Sunday, 3 June 2018


What Is Pre-implantation Genetic Testing?
By
 Alfred Akuki
How is the PGD performed?
Pre-implantation genetic diagnosis begins with the normal process of in vitro fertilization that includes egg retrieval and fertilization in a laboratory. Over the next three days the embryo will divide into eight cells.
Preimplantation genetic diagnosis involves the following steps:
            First, one or two cells are removed from the embryo.
            The cells are then evaluated to determine if the inheritance of a problematic gene is present in the embryo.
            Once the PGD procedure has been performed and embryos free of genetic problems have been identified, the embryo will be placed back in the uterus, and implantation will be attempted.
            Any additional embryos that are free of genetic problems may be frozen for later use while embryos with the problematic gene are destroyed.
Who might benefit from PGD?
Preimplantation genetic diagnosis can benefit any couple at risk for passing on a genetic disease or condition.
The following is a list of the type of individuals who are possible candidates for PGD:
            Carriers of sex-linked genetic disorders
            Carriers of single gene disorders
            Those with chromosomal disorders
            Women age 35 and over
            Women experiencing recurring pregnancy loss
            Women with more than one failed fertility treatment
PGD has also been used for the purpose of gender selection.

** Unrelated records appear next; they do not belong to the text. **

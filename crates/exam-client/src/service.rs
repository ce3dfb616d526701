//! Runs fetch tickets against the Data Service and feeds the state
//!
//! Responses are handed back with the generation of the ticket that issued
//! them, so a response that lost the race to a newer request is dropped by
//! the state machine rather than drawn.

use crate::{ExamServiceClient, ServiceConfig};
use exam_core::{ChartResult, FieldId};
use exam_state::{AppState, FetchTicket};
use leptos::prelude::*;
use wasm_bindgen_futures::spawn_local;

/// Chart actions that may need the network
#[derive(Clone)]
pub struct ExamService {
    client: ExamServiceClient,
    state: AppState,
}

impl ExamService {
    pub fn new(state: AppState) -> Self {
        Self::with_config(state, ServiceConfig::default())
    }

    pub fn with_config(state: AppState, config: ServiceConfig) -> Self {
        Self {
            client: ExamServiceClient::new(config),
            state,
        }
    }

    /// Load patients and the field catalog concurrently
    pub fn load_reference_data(&self) {
        let client = self.client.clone();
        let state = self.state;
        state.set_loading(true);

        spawn_local(async move {
            let (patients, fields) =
                futures::join!(client.fetch_patients(), client.fetch_fields());

            match patients {
                Ok(patients) => state.set_patients(patients),
                Err(e) => {
                    tracing::error!("Failed to load patients: {}", e);
                    state.set_error(format!("Failed to load patients: {}", e));
                }
            }

            match fields {
                Ok(fields) => state.set_fields(fields),
                Err(e) => {
                    tracing::error!("Failed to load fields: {}", e);
                    state.set_error(format!("Failed to load fields: {}", e));
                }
            }

            state.set_loading(false);
        });
    }

    /// Explicit fetch; returns false when the filters suppressed it
    pub fn fetch(&self) -> bool {
        self.dispatch(self.state.request_fetch())
    }

    pub fn toggle_mode(&self) -> bool {
        self.dispatch(self.state.toggle_mode())
    }

    pub fn reorder(&self, from: usize, to: isize) -> ChartResult<bool> {
        let ticket = self.state.reorder(from, to)?;
        Ok(self.dispatch(ticket))
    }

    pub fn toggle_field(&self, field_id: FieldId) {
        self.state.toggle_field(field_id);
    }

    fn dispatch(&self, ticket: Option<FetchTicket>) -> bool {
        let Some(ticket) = ticket else {
            return false;
        };

        let client = self.client.clone();
        let state = self.state;

        spawn_local(async move {
            match client.fetch_exams(&ticket.query).await {
                Ok(rows) => {
                    tracing::debug!(
                        generation = ticket.generation,
                        no_data = rows.is_no_data(),
                        "Received {} exam records",
                        rows.len()
                    );
                    state.apply_response(ticket.generation, rows);
                }
                Err(e) => {
                    tracing::warn!(generation = ticket.generation, "Exam fetch failed: {}", e);
                    state.apply_failure(ticket.generation, e.to_string());
                }
            }
        });

        true
    }
}

// ============================================================================
// CONTEXT HELPERS
// ============================================================================

pub fn provide_exam_service(state: AppState, config: ServiceConfig) -> ExamService {
    let service = ExamService::with_config(state, config);
    provide_context(service.clone());
    service
}

pub fn use_exam_service() -> ExamService {
    expect_context::<ExamService>()
}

However, discarding embryos based only on gender considerations is an ethical concern for many people.
What are the benefits of PGD?
The following are considered benefits of PGD:
            PGD can test for more than 100 different genetic conditions.

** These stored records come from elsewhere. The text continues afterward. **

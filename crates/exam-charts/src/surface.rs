//! Surface planning and projection
//!
//! A render pass turns the assigned datasets into [`SurfaceSpec`]s, one per
//! surface the current mode needs. Each spec can then be projected into
//! view-box coordinates for a given pan/zoom window; the projection is pure
//! so the geometry is testable without a DOM.

use crate::{
    ChartDimensions, ChartMargin,
    chartkit::{
        DAY_MS, LinearScale, PathGenerator, Scale, TensionPath, TimeScale, format_day_tick,
        format_tooltip_date, nearest_index,
    },
    view_window::ViewWindow,
};
use exam_core::{AxisPosition, ChartMode, Dataset};

// ============================================================================
// CONFIGURATION
// ============================================================================

/// Surface look and geometry
#[derive(Debug, Clone)]
pub struct SurfaceConfig {
    /// Width of the SVG view box; height comes from the mode
    pub viewbox_width: f64,
    /// CSS width of each surface wrapper
    pub css_width: &'static str,
    /// Margins around the plot when a single axis sits on each side
    pub margin: ChartMargin,
    /// Horizontal room taken by every additional stacked y-axis
    pub axis_gutter: f64,
    pub tension: f64,
    pub y_tick_count: usize,
    pub x_tick_count: usize,
    /// Fraction of the value span added above and below each series
    pub domain_padding: f64,
    pub point_radius: f64,
}

impl Default for SurfaceConfig {
    fn default() -> Self {
        Self {
            viewbox_width: 1200.0,
            css_width: "90vw",
            margin: ChartMargin::standard(),
            axis_gutter: 60.0,
            tension: 0.1,
            y_tick_count: 6,
            x_tick_count: 10,
            domain_padding: 0.05,
            point_radius: 3.0,
        }
    }
}

/// Which axes a gesture acts on
#[derive(Debug, Clone, Copy, PartialEq, Eq)]
pub enum AxisMask {
    X,
    Y,
    XY,
}

impl AxisMask {
    pub fn x(&self) -> bool {
        matches!(self, Self::X | Self::XY)
    }

    pub fn y(&self) -> bool {
        matches!(self, Self::Y | Self::XY)
    }
}

/// How hover picks the points it reports
#[derive(Debug, Clone, Copy, PartialEq, Eq)]
pub enum HoverMode {
    /// Closest timestamp along x
    NearestX,
}

/// Pointer behaviour bound to every surface
#[derive(Debug, Clone, Copy, PartialEq, Eq)]
pub struct InteractionConfig {
    pub hover: HoverMode,
    /// Whether the pointer has to be on a point for hover to trigger
    pub intersect: bool,
    pub pan: AxisMask,
    pub wheel_zoom: bool,
    pub pinch_zoom: bool,
    pub zoom: AxisMask,
}

impl Default for InteractionConfig {
    fn default() -> Self {
        Self {
            hover: HoverMode::NearestX,
            intersect: false,
            pan: AxisMask::XY,
            wheel_zoom: true,
            pinch_zoom: true,
            zoom: AxisMask::XY,
        }
    }
}

// ============================================================================
// PLANNING
// ============================================================================

/// Everything one surface is built from
#[derive(Debug, Clone, PartialEq)]
pub struct SurfaceSpec {
    pub index: usize,
    pub mode: ChartMode,
    pub datasets: Vec<Dataset>,
    /// Shared x-domain in milliseconds, falls back to the datasets' own extent
    pub x_domain: Option<(i64, i64)>,
    pub interaction: InteractionConfig,
}

impl SurfaceSpec {
    pub fn id(&self) -> String {
        format!("exam-chart-{}-{}", self.mode, self.index)
    }

    pub fn height(&self) -> f64 {
        self.mode.surface_height()
    }

    /// x-domain actually drawn before any pan/zoom
    pub fn base_x_domain(&self) -> (i64, i64) {
        let extent = self.x_domain.or_else(|| {
            self.datasets
                .iter()
                .filter_map(|d| d.series.time_range())
                .reduce(|(lo, hi), (a, b)| (lo.min(a), hi.max(b)))
        });

        match extent {
            Some((lo, hi)) if lo < hi => (lo, hi),
            Some((t, _)) => (t - DAY_MS / 2, t + DAY_MS / 2),
            None => (0, DAY_MS),
        }
    }

    pub fn dimensions(&self, config: &SurfaceConfig) -> ChartDimensions {
        let lefts = self.count_on(AxisPosition::Left);
        let rights = self.count_on(AxisPosition::Right);
        let extra = |n: usize| n.saturating_sub(1) as f64 * config.axis_gutter;

        let mut margin = config.margin;
        margin.left += extra(lefts);
        margin.right += extra(rights);

        ChartDimensions::new(config.viewbox_width, self.height()).with_margin(margin)
    }

    fn count_on(&self, position: AxisPosition) -> usize {
        self.datasets
            .iter()
            .filter(|d| d.axis.position == position)
            .count()
    }

    /// Hover report for the timestamp closest to `x_ms` across every dataset
    pub fn hover_at(&self, x_ms: i64) -> Option<HoverInfo> {
        let mut stamps: Vec<i64> = self
            .datasets
            .iter()
            .flat_map(|d| d.series.points.iter().map(|p| p.timestamp_millis()))
            .collect();
        stamps.sort_unstable();
        stamps.dedup();

        let timestamp = stamps[nearest_index(&stamps, x_ms)?];

        let items = self
            .datasets
            .iter()
            .filter_map(|dataset| {
                let point = dataset
                    .series
                    .points
                    .iter()
                    .find(|p| p.timestamp_millis() == timestamp)?;
                Some(HoverItem {
                    label: dataset.label().to_string(),
                    color: dataset.color,
                    value: dataset.axis.tick_label(point.value),
                })
            })
            .collect();

        Some(HoverInfo {
            timestamp,
            date: format_tooltip_date(timestamp),
            items,
        })
    }
}

/// Lay out assigned datasets on the surfaces `mode` requires.
///
/// Combined mode binds every dataset to one surface sharing `timeline`;
/// separate mode gives each dataset its own surface and x-extent.
pub fn plan_surfaces(
    datasets: Vec<Dataset>,
    mode: ChartMode,
    timeline: Option<(i64, i64)>,
) -> Vec<SurfaceSpec> {
    let specs: Vec<SurfaceSpec> = match mode {
        ChartMode::Combined => vec![SurfaceSpec {
            index: 0,
            mode,
            datasets,
            x_domain: timeline,
            interaction: InteractionConfig::default(),
        }],
        ChartMode::Separate => datasets
            .into_iter()
            .enumerate()
            .map(|(index, dataset)| SurfaceSpec {
                index,
                mode,
                x_domain: dataset.series.time_range(),
                datasets: vec![dataset],
                interaction: InteractionConfig::default(),
            })
            .collect(),
    };

    tracing::debug!(mode = %mode, surfaces = specs.len(), "Planned chart surfaces");
    specs
}

// ============================================================================
// PROJECTION
// ============================================================================

#[derive(Debug, Clone, PartialEq)]
pub struct HoverItem {
    pub label: String,
    pub color: &'static str,
    pub value: String,
}

#[derive(Debug, Clone, PartialEq)]
pub struct HoverInfo {
    pub timestamp: i64,
    pub date: String,
    pub items: Vec<HoverItem>,
}

/// One y-axis in inner-plot coordinates
#[derive(Debug, Clone, PartialEq)]
pub struct AxisView {
    pub position: AxisPosition,
    /// x of the axis line
    pub offset: f64,
    pub color: &'static str,
    pub title: String,
    /// `(y, label)` pairs
    pub ticks: Vec<(f64, String)>,
}

#[derive(Debug, Clone, PartialEq)]
pub struct SeriesView {
    pub label: String,
    pub color: &'static str,
    pub path: String,
    pub points: Vec<(f64, f64)>,
}

/// A surface resolved to view-box geometry
#[derive(Debug, Clone, PartialEq)]
pub struct Projection {
    pub dims: ChartDimensions,
    pub x_scale: TimeScale,
    /// `(x, label)` pairs
    pub x_ticks: Vec<(f64, String)>,
    pub axes: Vec<AxisView>,
    pub series: Vec<SeriesView>,
}

/// Project `spec` through the pan/zoom `window`
pub fn project(spec: &SurfaceSpec, config: &SurfaceConfig, window: &ViewWindow) -> Projection {
    let dims = spec.dimensions(config);
    let inner_w = dims.inner_width();
    let inner_h = dims.inner_height();

    let (x_min, x_max) = window.apply_x(spec.base_x_domain());
    let x_scale = TimeScale::new().domain(x_min, x_max).range(0.0, inner_w);
    let x_ticks = x_scale
        .day_ticks(config.x_tick_count)
        .into_iter()
        .map(|t| (x_scale.scale(t), format_day_tick(t)))
        .collect();

    let path_gen = TensionPath {
        tension: config.tension,
    };

    let mut lefts = 0usize;
    let mut rights = 0usize;
    let mut axes = Vec::with_capacity(spec.datasets.len());
    let mut series = Vec::with_capacity(spec.datasets.len());

    for dataset in &spec.datasets {
        let (lo, hi) = dataset.series.value_range().unwrap_or((0.0, 1.0));
        let (y_min, y_max) =
            window.apply_y(LinearScale::padded_domain(lo, hi, config.domain_padding));
        let y_scale = LinearScale::new().domain(y_min, y_max).range(inner_h, 0.0);

        let offset = match dataset.axis.position {
            AxisPosition::Left => {
                lefts += 1;
                -((lefts - 1) as f64) * config.axis_gutter
            }
            AxisPosition::Right => {
                rights += 1;
                inner_w + (rights - 1) as f64 * config.axis_gutter
            }
        };

        let ticks = y_scale
            .nice_ticks(config.y_tick_count)
            .into_iter()
            .map(|v| (y_scale.scale(v), dataset.axis.tick_label(v)))
            .collect();

        axes.push(AxisView {
            position: dataset.axis.position,
            offset,
            color: dataset.axis.color,
            title: dataset.label().to_string(),
            ticks,
        });

        let points: Vec<(f64, f64)> = dataset
            .series
            .points
            .iter()
            .map(|p| (x_scale.scale(p.timestamp_millis()), y_scale.scale(p.value)))
            .collect();

        series.push(SeriesView {
            label: dataset.label().to_string(),
            color: dataset.color,
            path: path_gen.generate(&points),
            points,
        });
    }

    Projection {
        dims,
        x_scale,
        x_ticks,
        axes,
        series,
    }
}

// ============================================================================
// TESTS
// ============================================================================

#[cfg(test)]
mod tests {
    use super::*;
    use exam_core::{
        ExamRecord, FieldCatalog, Field, PatientId, Selection, assign_datasets, extract_series,
    };

    fn datasets(mode: ChartMode) -> (Vec<Dataset>, Option<(i64, i64)>) {
        let patient = PatientId::from("p1");
        let records = vec![
            ExamRecord::on(patient.clone(), "2024-01-01", "A", 5.0).unwrap(),
            ExamRecord::on(patient.clone(), "2024-01-02", "A", 7.0).unwrap(),
            ExamRecord::on(patient.clone(), "2024-01-01", "B", 2.0).unwrap(),
            ExamRecord::on(patient, "2024-01-04", "C", 1.0).unwrap(),
        ];
        let catalog = FieldCatalog::from(vec![
            Field::new("A", "Alpha", "mg"),
            Field::new("B", "Beta", "%"),
            Field::new("C", "Gamma", ""),
        ]);
        let extraction =
            extract_series(&records, &Selection::from_ids(["A", "B", "C"]), &catalog).unwrap();
        let timeline = extraction.timeline_range();
        (assign_datasets(extraction.series, mode), timeline)
    }

    #[test]
    fn test_combined_plan_is_one_surface() {
        let (sets, timeline) = datasets(ChartMode::Combined);
        let specs = plan_surfaces(sets, ChartMode::Combined, timeline);

        assert_eq!(specs.len(), 1);
        assert_eq!(specs[0].datasets.len(), 3);
        assert_eq!(specs[0].height(), 600.0);
        assert_eq!(specs[0].x_domain, timeline);
        assert_eq!(specs[0].id(), "exam-chart-combined-0");
    }

    #[test]
    fn test_separate_plan_is_one_surface_per_dataset() {
        let (sets, timeline) = datasets(ChartMode::Separate);
        let specs = plan_surfaces(sets, ChartMode::Separate, timeline);

        assert_eq!(specs.len(), 3);
        for (i, spec) in specs.iter().enumerate() {
            assert_eq!(spec.index, i);
            assert_eq!(spec.datasets.len(), 1);
            assert_eq!(spec.height(), 400.0);
        }
        // B has a single date, so its own extent is used rather than the timeline
        let b = specs[1].datasets[0].series.points[0].timestamp_millis();
        assert_eq!(specs[1].x_domain, Some((b, b)));
        assert_eq!(specs[1].base_x_domain(), (b - DAY_MS / 2, b + DAY_MS / 2));
    }

    #[test]
    fn test_default_interaction() {
        let interaction = InteractionConfig::default();
        assert_eq!(interaction.hover, HoverMode::NearestX);
        assert!(!interaction.intersect);
        assert!(interaction.pan.x() && interaction.pan.y());
        assert!(interaction.zoom.x() && interaction.zoom.y());
        assert!(interaction.wheel_zoom && interaction.pinch_zoom);
    }

    #[test]
    fn test_stacked_axes_widen_margins() {
        let (sets, timeline) = datasets(ChartMode::Combined);
        let spec = plan_surfaces(sets, ChartMode::Combined, timeline).remove(0);
        let config = SurfaceConfig::default();

        // two left axes (A, C), one right (B)
        let dims = spec.dimensions(&config);
        assert_eq!(dims.margin.left, config.margin.left + config.axis_gutter);
        assert_eq!(dims.margin.right, config.margin.right);

        let projection = project(&spec, &config, &ViewWindow::default());
        let offsets: Vec<_> = projection.axes.iter().map(|a| a.offset).collect();
        assert_eq!(offsets, vec![0.0, dims.inner_width(), -config.axis_gutter]);
        assert_eq!(projection.axes[1].position, AxisPosition::Right);
    }

    #[test]
    fn test_projection_spans_plot_area() {
        let (sets, timeline) = datasets(ChartMode::Combined);
        let spec = plan_surfaces(sets, ChartMode::Combined, timeline).remove(0);
        let config = SurfaceConfig::default();
        let projection = project(&spec, &config, &ViewWindow::default());

        let a = &projection.series[0];
        assert_eq!(a.points.len(), 2);
        assert_eq!(a.points[0].0, 0.0);
        assert!(a.path.starts_with('M'));

        let c = &projection.series[2];
        assert_eq!(c.points[0].0, projection.dims.inner_width());

        // tick labels carry the series unit
        assert!(projection.axes[0].ticks.iter().all(|(_, l)| l.ends_with("mg")));
        assert_eq!(projection.x_ticks.first().map(|t| t.1.as_str()), Some("Jan 01"));
    }

    #[test]
    fn test_hover_reports_every_dataset_at_nearest_date() {
        let (sets, timeline) = datasets(ChartMode::Combined);
        let spec = plan_surfaces(sets, ChartMode::Combined, timeline).remove(0);

        let first = spec.datasets[0].series.points[0].timestamp_millis();
        let hover = spec.hover_at(first + DAY_MS / 4).unwrap();

        assert_eq!(hover.timestamp, first);
        assert_eq!(hover.date, "01-01-2024");
        let labels: Vec<_> = hover.items.iter().map(|i| i.label.as_str()).collect();
        assert_eq!(labels, vec!["Alpha", "Beta"]);
        assert_eq!(hover.items[0].value, "5.0mg");
    }

    #[test]
    fn test_hover_on_empty_surface() {
        let spec = plan_surfaces(Vec::new(), ChartMode::Combined, None).remove(0);
        assert!(spec.hover_at(0).is_none());
        assert_eq!(spec.base_x_domain(), (0, DAY_MS));
    }
}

            The procedure is performed before implantation thus allowing the couple to decide if they wish to continue with the pregnancy.
            The procedure enables couples to pursue biological children who might not have done so otherwise.
Human eggs are often chromosomally abnormal – and the percentage of eggs with a chromosomal abnormality increases with increasing female age. In general, about 30 to 60 per cent of human embryos have some type of chromosomal abnormality. This increases significantly with advancing female age.